Reflecting on The Life & Legacy of the Late Alex Trebek: 'Nobody Can Replace Alex'
Bob Boden & Buzzy Cohen weigh in on who could fill the Jeopardy! host’s shoes
Trebek died on Sunday at the age of 80, over a year after he was diagnosed with stage four pancreatic cancer in March 2019. New episodes of Jeopardy! featuring the beloved TV personality will continue to air through Dec. 25. His final day in the studio was Oct. 29 — just 10 days before his death.
From donating land for conservation to building a homeless shelter, here are some of the ways the legendary game show host gave back.
Eric McCandless via Getty Images Alex Trebek
This past June, Trebek made a $500,000 donation to Los Angeles-based organization, Hope of Valley Rescue Mission, to help fund a shelter to support homeless seniors. His donation will help build a 50,000-square-foot facility located in the San Fernando Valley.
Trebek previously donated $100,000 to the same organization to help build a different shelter in North Hollywood. The new shelter is set to feature over 80 beds and bathrooms, with a laundry room and a commissary. A wing in the structure will be named after Trebek.
"Homelessness is a serious problem. I wanted to do something, so I researched this charity, visited their facility and personally saw the good work they are doing and wanted to help," Trebek told PEOPLE at the time. "I hope others will do what they can as well."
Pancreatic Cancer Research
Two months after he was diagnosed with pancreatic cancer, Trebek made a contribution to the Pancreatic Cancer Action Network (PanCAN) and spoke to the crowd at the organization's PurpleStride walk in Los Angeles.
"Survivorship is measured starting from the date you are diagnosed with cancer and on that scale, I'm a 62-day survivor," he told the crowd. "Ladies and gentlemen, as survivors, we will help get the message across that there is hope — we will beat cancer."
University of Ottawa
Trebek also supported his alma mater, the University of Ottawa, throughout his life.
According to a statement from the current president of the university, Jacques Frémont, Trebek's gifts over the years founded the Alex Trebek Forum for Dialogue, the Innovation and Challenge Fund and the Distinguished Lecture Series and Leadership Award.
In 2016, Trebek was awarded the keys to the city of Ottawa for "his philanthropy and activism, his unrelenting commitment to higher education, and his steadfast loyalty to the University of Ottawa."
"Alex spent many years sharing the right questions with the world on Jeopardy!" Frémont said. "It is fitting that his gifts will allow future generations of students at uOttawa to continue asking the right questions, and finding important new answers that benefit us all."
Land for the Public
An avid conservationist, Trebek once purchased and donated a 62-acre plot of land between Los Angeles' Runyon and Nichols Canyons in the late 1990s.

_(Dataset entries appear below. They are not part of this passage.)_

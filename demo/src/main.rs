//! FEBRIS Infectology Reference Runtime, Demo CLI
//!
//! Runs the reference scenarios, or diagnoses one patient from a JSON file of
//! intake answers. Both engines are built once at startup and shared by every
//! diagnosis in the run.
//!
//! Usage:
//!   cargo run -p demo -- run-all
//!   cargo run -p demo -- conflict-case --lang en
//!   cargo run -p demo -- alarm-case
//!   cargo run -p demo -- degraded-knowledge
//!   cargo run -p demo -- diagnose --answers patient.json [--knowledge kb.toml] [--lang es|en]

use std::path::{Path, PathBuf};

use clap::{Parser, Subcommand};
use tracing::info;
use tracing_subscriber::EnvFilter;

use febris_contracts::{
    error::{FebrisError, FebrisResult},
    evidence::RawAnswers,
    language::Language,
};
use febris_ref_clinic::{
    scenarios::{alarm_case, conflict_case, degraded_knowledge},
    ClinicRuntime,
};
use febris_rules::WeightedRuleEngine;

// ── CLI definition ────────────────────────────────────────────────────────────

/// FEBRIS: dual-opinion Dengue / COVID-19 differential diagnosis demo.
///
/// Every case is evaluated by a weighted rule engine and by exact inference
/// over a Bayesian network, and both opinions are reported.
#[derive(Parser)]
#[command(
    name = "demo",
    about = "FEBRIS infectology reference runtime demo",
    long_about = "Runs FEBRIS reference scenarios showing rule-based scoring, alarm\n\
                  handling, degraded knowledge, and Bayesian posteriors side by side."
)]
struct Cli {
    /// Output language for verdicts and summaries (es or en).
    #[arg(long, global = true, default_value = "es")]
    lang: String,

    #[command(subcommand)]
    command: Command,
}

#[derive(Subcommand)]
enum Command {
    /// Run all three reference scenarios in sequence.
    RunAll,
    /// Scenario 1: respiratory symptoms with strong Dengue exposure.
    ConflictCase,
    /// Scenario 2: warning signs of severe Dengue.
    AlarmCase,
    /// Scenario 3: partial and empty knowledge bases.
    DegradedKnowledge,
    /// Diagnose one patient and print the full report as JSON.
    Diagnose {
        /// JSON file holding one object of intake answers.
        #[arg(long)]
        answers: PathBuf,
        /// Knowledge base TOML to use instead of the embedded one.
        #[arg(long)]
        knowledge: Option<PathBuf>,
    },
}

// ── Entry point ───────────────────────────────────────────────────────────────

fn main() {
    // Initialize structured logging. Set RUST_LOG=debug for verbose output.
    tracing_subscriber::fmt()
        .with_env_filter(
            EnvFilter::try_from_default_env().unwrap_or_else(|_| EnvFilter::new("warn")),
        )
        .with_target(false)
        .compact()
        .init();

    let cli = Cli::parse();
    let lang = Language::from_tag(&cli.lang);

    let result = match cli.command {
        Command::RunAll => run_scenarios(&Scenario::ALL, lang),
        Command::ConflictCase => run_scenarios(&[Scenario::Conflict], lang),
        Command::AlarmCase => run_scenarios(&[Scenario::Alarm], lang),
        Command::DegradedKnowledge => run_scenarios(&[Scenario::DegradedKnowledge], lang),
        Command::Diagnose { answers, knowledge } => diagnose(&answers, knowledge.as_deref(), lang),
    };

    if let Err(e) = result {
        eprintln!("Demo error: {}", e);
        std::process::exit(1);
    }
}

// ── Scenario dispatch ─────────────────────────────────────────────────────────

#[derive(Debug, Clone, Copy)]
enum Scenario {
    Conflict,
    Alarm,
    DegradedKnowledge,
}

impl Scenario {
    const ALL: [Scenario; 3] = [Scenario::Conflict, Scenario::Alarm, Scenario::DegradedKnowledge];

    fn run(self, runtime: &ClinicRuntime, lang: Language) -> FebrisResult<()> {
        match self {
            Scenario::Conflict => conflict_case::run_scenario(runtime, lang),
            Scenario::Alarm => alarm_case::run_scenario(runtime, lang),
            Scenario::DegradedKnowledge => degraded_knowledge::run_scenario(runtime, lang),
        }
    }
}

fn run_scenarios(scenarios: &[Scenario], lang: Language) -> FebrisResult<()> {
    print_banner();
    let runtime = ClinicRuntime::reference()?;
    for scenario in scenarios {
        info!(?scenario, "running scenario");
        scenario.run(&runtime, lang)?;
    }

    println!("All selected scenarios completed successfully.");
    Ok(())
}

// ── Single diagnosis ──────────────────────────────────────────────────────────

fn diagnose(answers: &Path, knowledge: Option<&Path>, lang: Language) -> FebrisResult<()> {
    let runtime = match knowledge {
        Some(path) => ClinicRuntime::new(WeightedRuleEngine::from_file(path)?)?,
        None => ClinicRuntime::reference()?,
    };

    let contents = std::fs::read_to_string(answers).map_err(|e| FebrisError::ConfigError {
        reason: format!("failed to read answers file '{}': {}", answers.display(), e),
    })?;
    let value: serde_json::Value =
        serde_json::from_str(&contents).map_err(|e| FebrisError::ConfigError {
            reason: format!("failed to parse answers JSON: {}", e),
        })?;
    if !value.is_object() {
        return Err(FebrisError::ConfigError {
            reason: "answers file must hold a JSON object".to_string(),
        });
    }

    info!(answers = %answers.display(), "diagnosing from file");
    let report = runtime.diagnostician().diagnose(&RawAnswers::from_value(value), lang);

    let json = serde_json::to_string_pretty(&report).map_err(|e| FebrisError::ConfigError {
        reason: format!("failed to serialize report: {}", e),
    })?;
    println!("{}", json);
    Ok(())
}

// ── Banner ────────────────────────────────────────────────────────────────────

fn print_banner() {
    println!();
    println!("FEBRIS: Dual-opinion Febrile Differential");
    println!("Infectology Reference Demo");
    println!("=========================================");
    println!();
    println!("FEBRIS pipeline per case:");
    println!("  [1] Intake answers normalized to canonical evidence");
    println!("  [2] Alarm rules: any warning sign marks the case severe");
    println!("  [3] Differential, fever-band and context rules add Dengue / COVID-19 weight");
    println!("  [4] Resolution: severe, likely Dengue, likely COVID-19, or dual suspicion");
    println!("  [5] Bayesian network: exact posteriors by variable elimination");
    println!();
}
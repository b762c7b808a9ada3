//! Infectology reference runtime demo scenarios.
//!
//! Each scenario runs real FEBRIS components (knowledge base, rule engine,
//! Bayesian network, diagnostician) over fictional patient answers and
//! prints both opinions side by side.

pub mod alarm_case;
pub mod conflict_case;
pub mod degraded_knowledge;

use febris_contracts::report::{DualReport, ProbabilisticOutcome};

/// Print both opinions of `report` in the demo's layout.
pub fn print_report(report: &DualReport) {
    let rules = &report.deterministic;

    println!("  Case id:                {}", report.case_id.0);
    println!("  Temperature used:       {} °C", report.evidence.resolved_temperature());
    println!();
    println!("  [rules] Classification: {}", rules.label);
    println!("  [rules] Scores:         Dengue {} / COVID-19 {}", rules.scores.dengue, rules.scores.covid);
    println!("  [rules] Justification:  {}", rules.justification);
    println!("  [rules] Action:         {}", rules.recommended_action);
    if rules.reasoning_trace.is_empty() {
        println!("  [rules] Trace:          (no rule fired)");
    } else {
        println!("  [rules] Trace:");
        for line in &rules.reasoning_trace {
            println!("            {}", line);
        }
    }
    println!();

    match &report.probabilistic {
        ProbabilisticOutcome::Assessed { assessment, summary } => {
            println!("  [bayes] P(Dengue):      {:.1}%", assessment.dengue_probability * 100.0);
            println!("  [bayes] P(COVID-19):    {:.1}%", assessment.covid_probability * 100.0);
            println!("  [bayes] P(co-infection):{:.1}%", assessment.coinfection_probability * 100.0);
            println!("  [bayes] {}", summary);
        }
        ProbabilisticOutcome::Failed { reason } => {
            println!("  [bayes] FAILED: {}", reason);
        }
    }
    println!();
}
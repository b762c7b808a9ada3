//! Binary Bayesian network definition and validation.
//!
//! A network is declared as a list of conditional probability tables, one per
//! node, through `NetworkBuilder`. `build()` validates everything once and
//! returns an immutable `BayesianNetwork`; a table that does not describe a
//! proper distribution, or a parent relation that loops, is rejected with
//! `FebrisError::InvalidModel`.
//!
//! Every node has exactly two states: 0 = absent, 1 = present.
//!
//! Table layout: `rows[state][column]`, where the column enumerates parent
//! configurations with the first listed parent as the most significant bit.
//! For parents `[a, b]` the columns are `(a0,b0), (a0,b1), (a1,b0), (a1,b1)`.

use std::collections::{HashMap, HashSet, VecDeque};

use tracing::info;

use febris_contracts::error::{FebrisError, FebrisResult};

/// Number of states of every node.
pub const STATES: usize = 2;

/// Allowed deviation of a CPT column sum from 1.
pub const COLUMN_SUM_TOLERANCE: f64 = 1e-9;

/// A conditional probability table as declared, before validation.
#[derive(Debug, Clone, PartialEq)]
pub struct Cpt {
    pub node: String,
    pub parents: Vec<String>,
    /// `rows[0]` = P(absent | column), `rows[1]` = P(present | column).
    pub rows: [Vec<f64>; STATES],
}

impl Cpt {
    /// A table with explicit rows.
    pub fn table(node: &str, parents: &[&str], rows: [Vec<f64>; STATES]) -> Self {
        Self {
            node: node.to_string(),
            parents: parents.iter().map(|p| p.to_string()).collect(),
            rows,
        }
    }

    /// A table given only P(present) per column; P(absent) is its complement.
    pub fn bernoulli(node: &str, parents: &[&str], p_present: &[f64]) -> Self {
        let absent = p_present.iter().map(|p| 1.0 - p).collect();
        Self::table(node, parents, [absent, p_present.to_vec()])
    }

    /// A root node with prior P(present) = `p_present`.
    pub fn prior(node: &str, p_present: f64) -> Self {
        Self::bernoulli(node, &[], &[p_present])
    }
}

/// A validated node.
#[derive(Debug, Clone)]
pub struct Node {
    name: String,
    parents: Vec<usize>,
    rows: [Vec<f64>; STATES],
}

impl Node {
    pub fn name(&self) -> &str {
        &self.name
    }

    /// Parent node indices in table order.
    pub fn parents(&self) -> &[usize] {
        &self.parents
    }

    /// P(self = `state` | parents in configuration `column`).
    pub fn probability(&self, state: usize, column: usize) -> f64 {
        self.rows[state][column]
    }
}

/// An immutable, validated directed acyclic graph of binary nodes.
///
/// Safe to share across threads; nothing in it changes after `build()`.
#[derive(Debug, Clone)]
pub struct BayesianNetwork {
    nodes: Vec<Node>,
    index: HashMap<String, usize>,
    topological_order: Vec<usize>,
}

impl BayesianNetwork {
    pub fn len(&self) -> usize {
        self.nodes.len()
    }

    pub fn is_empty(&self) -> bool {
        self.nodes.is_empty()
    }

    pub fn node(&self, idx: usize) -> &Node {
        &self.nodes[idx]
    }

    pub fn node_index(&self, name: &str) -> Option<usize> {
        self.index.get(name).copied()
    }

    /// Node indices ordered so every parent precedes its children.
    pub fn topological_order(&self) -> &[usize] {
        &self.topological_order
    }

    /// `seeds` plus every node with a directed path into one of them.
    pub fn ancestral_set(&self, seeds: impl IntoIterator<Item = usize>) -> HashSet<usize> {
        let mut set = HashSet::new();
        let mut stack: Vec<usize> = seeds.into_iter().collect();
        while let Some(idx) = stack.pop() {
            if set.insert(idx) {
                stack.extend(self.nodes[idx].parents.iter().copied());
            }
        }
        set
    }
}

/// Collects CPTs and validates them into a `BayesianNetwork`.
#[derive(Debug, Clone, Default)]
pub struct NetworkBuilder {
    cpts: Vec<Cpt>,
}

impl NetworkBuilder {
    pub fn new() -> Self {
        Self::default()
    }

    /// Declare one node through its CPT. Parents may be declared later.
    pub fn with(mut self, cpt: Cpt) -> Self {
        self.cpts.push(cpt);
        self
    }

    /// Validate every table and the graph, then freeze the network.
    pub fn build(self) -> FebrisResult<BayesianNetwork> {
        let mut index = HashMap::with_capacity(self.cpts.len());
        for (i, cpt) in self.cpts.iter().enumerate() {
            if index.insert(cpt.node.clone(), i).is_some() {
                return Err(invalid(format!("node '{}' is declared twice", cpt.node)));
            }
        }

        let mut nodes = Vec::with_capacity(self.cpts.len());
        for cpt in self.cpts {
            let parents = resolve_parents(&cpt, &index)?;
            check_table(&cpt)?;
            nodes.push(Node {
                name: cpt.node,
                parents,
                rows: cpt.rows,
            });
        }

        let topological_order = topological_sort(&nodes)?;

        info!(nodes = nodes.len(), "bayesian network validated");

        Ok(BayesianNetwork { nodes, index, topological_order })
    }
}

fn invalid(reason: String) -> FebrisError {
    FebrisError::InvalidModel { reason }
}

fn resolve_parents(cpt: &Cpt, index: &HashMap<String, usize>) -> FebrisResult<Vec<usize>> {
    let mut parents = Vec::with_capacity(cpt.parents.len());
    for name in &cpt.parents {
        let idx = index.get(name).copied().ok_or_else(|| {
            invalid(format!("node '{}' lists unknown parent '{}'", cpt.node, name))
        })?;
        if parents.contains(&idx) {
            return Err(invalid(format!("node '{}' lists parent '{}' twice", cpt.node, name)));
        }
        parents.push(idx);
    }
    Ok(parents)
}

fn check_table(cpt: &Cpt) -> FebrisResult<()> {
    let columns = 1usize << cpt.parents.len();
    for (state, row) in cpt.rows.iter().enumerate() {
        if row.len() != columns {
            return Err(invalid(format!(
                "CPT of '{}' has {} column(s) in row {}, expected {}",
                cpt.node,
                row.len(),
                state,
                columns
            )));
        }
        if let Some(p) = row.iter().find(|p| !p.is_finite() || **p < 0.0 || **p > 1.0) {
            return Err(invalid(format!(
                "CPT of '{}' holds {} which is not a probability",
                cpt.node, p
            )));
        }
    }
    for column in 0..columns {
        let sum: f64 = cpt.rows.iter().map(|row| row[column]).sum();
        if (sum - 1.0).abs() > COLUMN_SUM_TOLERANCE {
            return Err(invalid(format!(
                "CPT column {} of '{}' sums to {}, expected 1",
                column, cpt.node, sum
            )));
        }
    }
    Ok(())
}

/// Kahn's algorithm; any node left unvisited sits on a cycle.
fn topological_sort(nodes: &[Node]) -> FebrisResult<Vec<usize>> {
    let mut in_degree: Vec<usize> = nodes.iter().map(|n| n.parents.len()).collect();
    let mut children: Vec<Vec<usize>> = vec![Vec::new(); nodes.len()];
    for (child, node) in nodes.iter().enumerate() {
        for &parent in &node.parents {
            children[parent].push(child);
        }
    }

    let mut ready: VecDeque<usize> = (0..nodes.len()).filter(|&i| in_degree[i] == 0).collect();
    let mut order = Vec::with_capacity(nodes.len());
    while let Some(idx) = ready.pop_front() {
        order.push(idx);
        for &child in &children[idx] {
            in_degree[child] -= 1;
            if in_degree[child] == 0 {
                ready.push_back(child);
            }
        }
    }

    if order.len() != nodes.len() {
        let cyclic: Vec<&str> = (0..nodes.len())
            .filter(|&i| in_degree[i] > 0)
            .map(|i| nodes[i].name.as_str())
            .collect();
        return Err(invalid(format!("graph contains a cycle through {}", cyclic.join(", "))));
    }
    Ok(order)
}

// ── Tests ─────────────────────────────────────────────────────────────────────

He bought the land, now known as "Trebek Open Space," in 1998 for $2 million, according to CBS. He donated it to the Mountains Recreation and Conservation Authority as public space. Today, the area features trails for hikers, bikers and horseback riders.
#RIPAlexTrebek: Thank you, #AlexTrebek, for the 62 acres you donated in the #HollywoodHills to the @SantaMonicaMtns for parkland. The Trebek Open Space is just one more reason you won't ever be forgotten. pic.twitter.com/eZ7BbWMWD8
— Robert Kovacik (@RobertNBCLA) November 9, 2020
The Musk Ox
Trebek's favorite animal was the musk ox and he supported a nonprofit that worked to keep the Arctic species alive.
He once said on Jeopardy! that he liked them for their uniquely strong family dynamic, and "besides that, I like the way their furry coats wave in the breeze when they are running," according to CNN.
For over 30 years, Trebek worked with the Musk Ox Development Corporation, an organization based on the Musk Ox Farm in Palmer, Alaska, that raises and cares for the animals, which became endangered in the 1950s due to a high demand for their meat and wool.
Trebek even became known as the "Herd Godfather" and personally signed every honorary adoption certificate sent to fellow supporters.
Mark Austin, the farm's executive director, once compared the game show host to his favorite animal, telling CNN, "Heart of a musk ox, tough as a musk ox."